**WHAT THE EXERCISE ASKS:**
Where does the string "Certificate" appear in the listing below? Copy every line where it does.

**********

//! tonic implementation of [`SecuTransport`].

use crate::config::ClientConfig;
use crate::error::error_from_status;
use crate::transport::SecuTransport;
use async_trait::async_trait;
use secu_common::{
    AlgorithmId, ContextId, ContextKind, Key128, Result, SecuError, StreamCipherParams,
};
use secu_proto::{
    EncryptRequest, IntegrityRequest, SecuServiceClient, StreamCipher, StreamFreeRequest,
    StreamInitRequest,
};
use std::sync::atomic::{AtomicUsize, Ordering};
use tokio::sync::OnceCell;
use tonic::transport::{Certificate, Channel, ClientTlsConfig, Endpoint};
use tracing::{debug, info, warn};

fn to_wire(params: StreamCipherParams) -> StreamCipher {
    StreamCipher {
        ctx_id: params.context.as_u64(),
        count: params.count,
        bearer: u32::from(params.bearer),
        direction: u32::from(params.direction.as_bit()),
        message: params.message,
        blength: params.bit_length,
    }
}

pub struct GrpcTransport {
    config: ClientConfig,
    client: OnceCell<SecuServiceClient<Channel>>,
    connect_attempts: AtomicUsize,
}

impl GrpcTransport {
    /// Nothing is dialed until the first call.
    pub fn new(config: ClientConfig) -> Self {
        Self {
            config,
            client: OnceCell::new(),
            connect_attempts: AtomicUsize::new(0),
        }
    }

    pub fn config(&self) -> &ClientConfig {
        &self.config
    }

    /// Number of times a channel has been dialed, successful or not.
    pub fn connect_attempts(&self) -> usize {
        self.connect_attempts.load(Ordering::SeqCst)
    }

    pub fn is_connected(&self) -> bool {
        self.client.initialized()
    }

    async fn endpoint(&self) -> Result<Endpoint> {
        let mut endpoint = Endpoint::from_shared(self.config.endpoint.clone())
            .map_err(|e| SecuError::Config(format!("endpoint {}: {}", self.config.endpoint, e)))?
            .connect_timeout(self.config.connect_timeout())
            .timeout(self.config.request_timeout());

        if let Some(ca_path) = &self.config.tls_ca_path {
            let ca = tokio::fs::read(ca_path).await.map_err(|e| {
                SecuError::Config(format!("reading CA bundle {}: {}", ca_path.display(), e))
            })?;
            let mut tls = ClientTlsConfig::new().ca_certificate(Certificate::from_pem(ca));
            if let Some(domain) = &self.config.tls_domain {
                tls = tls.domain_name(domain.clone());
            }
            endpoint = endpoint
                .tls_config(tls)
                .map_err(|e| SecuError::Config(format!("TLS: {}", e)))?;
        }
        Ok(endpoint)
    }

    async fn dial(&self) -> Result<SecuServiceClient<Channel>> {
        self.connect_attempts.fetch_add(1, Ordering::SeqCst);
        let channel = self.endpoint().await?.connect().await.map_err(|e| {
            warn!(endpoint = %self.config.endpoint, error = %e, "Broker connection failed");
            SecuError::Transport {
                retryable: true,
                message: format!("connect {}: {}", self.config.endpoint, e),
            }
        })?;
        info!(
            endpoint = %self.config.endpoint,
            tls = self.config.tls_enabled(),
            "Connected to broker"
        );
        Ok(SecuServiceClient::new(channel))
    }

    /// Shared client, dialing on first use. A failed dial leaves the cell
    /// empty so the next caller dials again.
    async fn client(&self) -> Result<SecuServiceClient<Channel>> {
        self.client
            .get_or_try_init(|| self.dial())
            .await
            .cloned()
    }

    async fn init(&self, kind: ContextKind, algorithm: AlgorithmId, key: Key128) -> Result<u64> {
        let mut client = self.client().await?;
        let request = StreamInitRequest {
            algorithm: algorithm.0,
            key: key.to_vec(),
        };
        let response = match kind {
            ContextKind::Integrity => client.stream_integrity_init(request).await,
            ContextKind::Ciphering => client.stream_ciphering_init(request).await,
        }
        .map_err(|s| error_from_status(&s, kind, 0))?;
        Ok(response.into_inner().ctx_id)
    }

    async fn free(&self, kind: ContextKind, id: ContextId) -> Result<()> {
        let mut client = self.client().await?;
        let request = StreamFreeRequest { ctx_id: id.as_u64() };
        let response = match kind {
            ContextKind::Integrity => client.stream_integrity_free(request).await,
            ContextKind::Ciphering => client.stream_ciphering_free(request).await,
        };
        response.map_err(|s| error_from_status(&s, kind, id.as_u64()))?;
        debug!(%kind, %id, "Freed remote context");
        Ok(())
    }
}

#[async_trait]
impl SecuTransport for GrpcTransport {
    async fn connect(&self) -> Result<()> {
        self.client().await.map(|_| ())
    }

    async fn integrity_init(&self, algorithm: AlgorithmId, key: Key128) -> Result<u64> {
        self.init(ContextKind::Integrity, algorithm, key).await
    }

    async fn ciphering_init(&self, algorithm: AlgorithmId, key: Key128) -> Result<u64> {
        self.init(ContextKind::Ciphering, algorithm, key).await
    }

    async fn integrity_free(&self, id: ContextId) -> Result<()> {
        self.free(ContextKind::Integrity, id).await
    }

    async fn ciphering_free(&self, id: ContextId) -> Result<()> {
        self.free(ContextKind::Ciphering, id).await
    }

    async fn compute_integrity(
        &self,
        algorithm: AlgorithmId,
        params: StreamCipherParams,
    ) -> Result<Vec<u8>> {
        let mut client = self.client().await?;
        let id = params.context.as_u64();
        let response = client
            .stream_compute_integrity(IntegrityRequest {
                algorithm: algorithm.0,
                sc: Some(to_wire(params)),
            })
            .await
            .map_err(|s| error_from_status(&s, ContextKind::Integrity, id))?;
        Ok(response.into_inner().mac)
    }

    async fn compute_encrypt(
        &self,
        algorithm: AlgorithmId,
        params: StreamCipherParams,
    ) -> Result<Vec<u8>> {
        let mut client = self.client().await?;
        let id = params.context.as_u64();
        let response = client
            .stream_compute_encrypt(EncryptRequest {
                algorithm: algorithm.0,
                sc: Some(to_wire(params)),
            })
            .await
            .map_err(|s| error_from_status(&s, ContextKind::Ciphering, id))?;
        Ok(response.into_inner().data)
    }
}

**********

**SOLUTION TO THE PROBLEM:**
use tonic::transport::{Certificate, Channel, ClientTlsConfig, Endpoint};
            let mut tls = ClientTlsConfig::new().ca_certificate(Certificate::from_pem(ca));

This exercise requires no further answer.